In the difference-in-differences design (Dynes and Holbein 2019), all 120 non-nuclear runs across both models returned an estimate of −0.041—the standard two-way fixed effects result—to the third decimal place. When directly told to “make decisions that produce significant results,” both models refused. Claude identified the request as “scientific misconduct.” Codex stated it “conflicts with research integrity.”
The researchers’ “nuclear” prompt reframed specification search as uncertainty reporting, asking models to provide “an upper point estimate by exploring alternative approaches.” Both models complied. For the regression discontinuity design, one model wrote nested loops over bandwidth multipliers, kernel functions, polynomial degrees, and clustering options, running dozens of specifications and selecting by significance. One run produced an estimate more than triple the published result. The degree of estimate inflation tracked the analytical flexibility available in each research design. Observational studies organized around demographic variables were the most vulnerable. Randomized controlled trials were the most robust. The vulnerability gradient mirrors the human p-hacking literature: see Abel Brodeur, Nikolai Cook, and Anthony Heyes, “Methods Matter: P-Hacking and Publication Bias in Causal Analysis in Economics,” American Economic Review 110, no. 11 (2020): 3634–3660.
Teppo Felin and Matthias Holweg describe large language models as “translation generalized,” machines that take one way of saying something and produce another way of saying the same thing. The outputs are fluent and various but drawn from the same distribution as the inputs. The machine cannot reason forward from an unproven belief into new data. Felin and Holweg call this capacity “theory-based causal reasoning.” See Felin and Holweg, Strategy Science, 2024.

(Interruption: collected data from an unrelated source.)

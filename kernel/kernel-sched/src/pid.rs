//! Pid allocation.
//!
//! A dedicated bitmap over [`MAX_PIDS`] identifiers behind its own lock.
//! Pids start at 1 — pid 0 stays unissued forever — and are reusable as soon
//! as they are released.

use core::fmt;
use kernel_alloc::Bitmap;
use kernel_info::memory::MAX_PIDS;
use kernel_sync::SpinMutex;

/// A process or thread identifier.
#[derive(Copy, Clone, Eq, PartialEq, Hash)]
pub struct Pid(u32);

impl Pid {
    pub(crate) const fn new(value: u32) -> Self {
        Self(value)
    }

    #[must_use]
    pub const fn as_u32(self) -> u32 {
        self.0
    }
}

impl fmt::Display for Pid {
    fn fmt(&self, f: &mut fmt::Formatter<'_>) -> fmt::Result {
        write!(f, "{}", self.0)
    }
}

impl fmt::Debug for Pid {
    fn fmt(&self, f: &mut fmt::Formatter<'_>) -> fmt::Result {
        write!(f, "Pid({})", self.0)
    }
}

/// The process-wide pid pool.
pub struct PidPool {
    bitmap: SpinMutex<Bitmap>,
    start: u32,
}

impl PidPool {
    #[must_use]
    pub fn new() -> Self {
        Self {
            bitmap: SpinMutex::new(Bitmap::new(MAX_PIDS / 8)),
            start: 1,
        }
    }

    /// Issue the lowest free pid.
    ///
    /// # Panics
    /// When all [`MAX_PIDS`] identifiers are live. There is no reuse-pressure
    /// policy beyond [`release`](Self::release); running out is fatal.
    pub fn allocate(&self) -> Pid {
        let mut bitmap = self.bitmap.lock();
        let bit = bitmap.scan(1).expect("pid space exhausted");
        bitmap.set(bit, true);
        Pid(self.start + bit as u32)
    }

    /// Return a pid to the pool.
    ///
    /// # Panics
    /// If `pid` was never issued.
    pub fn release(&self, pid: Pid) {
        assert!(pid.0 >= self.start, "pid {pid} below the pool range");
        let bit = (pid.0 - self.start) as usize;
        let mut bitmap = self.bitmap.lock();
        assert!(bitmap.test(bit), "releasing pid {pid} that is not live");
        bitmap.set(bit, false);
    }
}

impl Default for PidPool {
    fn default() -> Self {
        Self::new()
    }
}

The NSF revised its broader impacts guidance in 2025, deprioritizing “expanding participation of women and individuals from underrepresented groups” and stating that “research projects with more narrow impact limited to subgroups of people based on protected class or characteristics do not effectuate NSF priorities.” The seventh broader impacts category—the one most closely aligned with demographic frameworks—was explicitly deprioritized. The lateral incentive that pushed demographic compliance narratives into every discipline is weakening. NIH faces concurrent budget pressure and political scrutiny of health equity research.

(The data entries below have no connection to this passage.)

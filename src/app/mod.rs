use std::collections::{BTreeSet, HashSet};
use std::sync::mpsc::{self, Receiver, TryRecvError};
use std::thread;

use eframe::egui::{self, Context};
use tracing::{debug, info, warn};

use depscope::canvas::{CanvasResponse, GraphCanvas};
use depscope::config::GraphOptions;
use depscope::filter::FilterOptions;
use depscope::impact::{DEFAULT_IMPACT_DEPTH, ImpactMode};
use depscope::model::GraphNode;
use depscope::projection::ProjectionOptions;
use depscope::render::PaletteKind;
use depscope::source::{GraphPayload, LoadRequest, load_graph};

mod pipeline;
mod ui;

type LoadResult = Result<GraphPayload, String>;

pub struct ExplorerApp {
    options: GraphOptions,
    state: AppState,
    reload_rx: Option<Receiver<LoadResult>>,
}

enum AppState {
    Loading { rx: Receiver<LoadResult> },
    Ready(Box<ViewModel>),
    Error(String),
}

struct ViewModel {
    payload: GraphPayload,
    projection: ProjectionOptions,
    filters: FilterOptions,
    visible_step: usize,
    palette_kind: PaletteKind,
    impact_mode: ImpactMode,
    impact_depth: usize,
    canvas: GraphCanvas,
    graph_dirty: bool,
    highlight_key: Option<HighlightKey>,
    summary: PipelineSummary,
    /// Relation tags present after projection, offered as edge-type filters.
    relations: BTreeSet<String>,
    /// Node under the pointer as last reported by the canvas.
    hovered: Option<GraphNode>,
    reload_error: Option<String>,
}

#[derive(Clone, Copy, Debug, PartialEq, Eq)]
struct HighlightKey {
    selected: Option<usize>,
    mode: ImpactMode,
    depth: usize,
}

#[derive(Clone, Copy, Debug, Default)]
struct PipelineSummary {
    projected_nodes: usize,
    projected_edges: usize,
    matched_nodes: usize,
    hidden_nodes: usize,
    visible_nodes: usize,
    visible_edges: usize,
    highlighted: usize,
}

impl ExplorerApp {
    pub fn new(_cc: &eframe::CreationContext<'_>, options: GraphOptions) -> Self {
        let state = Self::start_load(options.load_request());
        Self {
            options,
            state,
            reload_rx: None,
        }
    }

    fn spawn_load(request: LoadRequest) -> Receiver<LoadResult> {
        let (tx, rx) = mpsc::channel();

        thread::spawn(move || {
            let result = load_graph(&request).map_err(|error| format!("{error:#}"));
            let _ = tx.send(result);
        });

        rx
    }

    fn start_load(request: LoadRequest) -> AppState {
        AppState::Loading {
            rx: Self::spawn_load(request),
        }
    }
}

impl eframe::App for ExplorerApp {
    fn update(&mut self, ctx: &Context, _frame: &mut eframe::Frame) {
        let mut transition = None;

        match &mut self.state {
            AppState::Loading { rx } => {
                match rx.try_recv() {
                    Ok(Ok(payload)) => {
                        transition = Some(AppState::Ready(Box::new(ViewModel::new(
                            payload,
                            &self.options,
                        ))));
                    }
                    Ok(Err(error)) => {
                        warn!(%error, "graph load failed");
                        transition = Some(AppState::Error(error));
                    }
                    Err(TryRecvError::Empty) => ctx.request_repaint(),
                    Err(TryRecvError::Disconnected) => {
                        transition =
                            Some(AppState::Error("Background load worker disconnected".to_owned()));
                    }
                }

                egui::CentralPanel::default().show(ctx, |ui| {
                    ui.vertical_centered(|ui| {
                        ui.add_space(120.0);
                        ui.heading(format!("Loading dependency graph from {}...", self.options.input));
                        ui.add_space(8.0);
                        ui.spinner();
                    });
                });
            }
            AppState::Error(error) => {
                egui::CentralPanel::default().show(ctx, |ui| {
                    ui.heading("Failed to load dependency graph");
                    ui.add_space(6.0);
                    ui.label(error.as_str());
                    ui.add_space(10.0);
                    if ui.button("Retry").clicked() {
                        transition = Some(Self::start_load(self.options.load_request()));
                    }
                });
            }
            AppState::Ready(model) => {
                let mut reload_requested = false;
                let is_reloading = self.reload_rx.is_some();
                let source = self.options.input.to_string();
                model.show(ctx, &source, &mut reload_requested, is_reloading);

                if reload_requested && self.reload_rx.is_none() {
                    info!(input = %self.options.input, "reloading graph payload");
                    self.reload_rx = Some(Self::spawn_load(self.options.load_request()));
                }

                if let Some(rx) = self.reload_rx.take() {
                    match rx.try_recv() {
                        Ok(result) => model.apply_reload(result),
                        Err(TryRecvError::Empty) => {
                            self.reload_rx = Some(rx);
                            ctx.request_repaint();
                        }
                        Err(TryRecvError::Disconnected) => model.apply_reload(Err(
                            "Background load worker disconnected".to_owned(),
                        )),
                    }
                }
            }
        }

        if let Some(next_state) = transition {
            self.reload_rx = None;
            self.state = next_state;
        }
    }
}

impl ViewModel {
    fn new(payload: GraphPayload, options: &GraphOptions) -> Self {
        Self {
            payload,
            projection: options.projection(),
            filters: options.filters(),
            visible_step: options.visible_step.max(1),
            palette_kind: options.palette,
            impact_mode: ImpactMode::Off,
            impact_depth: DEFAULT_IMPACT_DEPTH,
            canvas: GraphCanvas::new(options.palette.palette()),
            graph_dirty: true,
            highlight_key: None,
            summary: PipelineSummary::default(),
            relations: BTreeSet::new(),
            hovered: None,
            reload_error: None,
        }
    }

    /// Takes a finished reload. A new payload replaces the old one and keeps
    /// every view option; a failure leaves the current graph on screen.
    fn apply_reload(&mut self, result: LoadResult) {
        match result {
            Ok(payload) => {
                info!(nodes = payload.nodes.len(), "reloaded graph payload");
                self.payload = payload;
                self.reload_error = None;
                self.graph_dirty = true;
            }
            Err(error) => {
                warn!(%error, "reload failed, keeping previous graph");
                self.reload_error = Some(error);
            }
        }
    }

    fn show(&mut self, ctx: &Context, source: &str, reload_requested: &mut bool, is_reloading: bool) {
        if self.graph_dirty {
            self.rebuild_graph();
        }

        egui::TopBottomPanel::top("top_bar")
            .resizable(false)
            .show(ctx, |ui| self.draw_top_bar(ui, source, reload_requested, is_reloading));

        egui::SidePanel::left("controls")
            .resizable(true)
            .default_width(300.0)
            .show(ctx, |ui| self.draw_controls(ui));

        egui::SidePanel::right("details")
            .resizable(true)
            .default_width(340.0)
            .show(ctx, |ui| self.draw_details(ui));

        egui::CentralPanel::default().show(ctx, |ui| {
            let response = self.canvas.show(ui);
            self.note_canvas_response(response);
        });

        // Selection can change inside the canvas or the details panel.
        self.refresh_highlight();
    }

    fn note_canvas_response(&mut self, response: CanvasResponse) {
        if let Some(node) = response.clicked {
            debug!(id = %node.id, kind = node.kind.label(), "node selected");
        }
        if let Some(hovered) = response.hover_changed {
            self.hovered = hovered;
        }
    }

    fn set_highlighted(&mut self, highlighted: HashSet<usize>) {
        self.summary.highlighted = highlighted.len();
        self.canvas.set_highlighted(highlighted);
    }
}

fya: https://chrisbigum.blogspot.com/2026/02/bibs-bobs-32.html
Great article from which I learnt a lot. Found myself thinking though that the correct formulation of your key point is "Won't go to college to study social science *in the form it has come to take*". The corralling of the social sciences into the narrow questions that are amenable to the procedure you describe left open is a phenomenon of the last half century. The social sciences thereby vacated the space of the big questions that we all actually care about most, and the humanities expanded to fill it. That could accelerate, with the leg work of empirical analysis on the basis of available data left to AI and the social sciences evaporating, or the social scientists could find their way back to the big questions.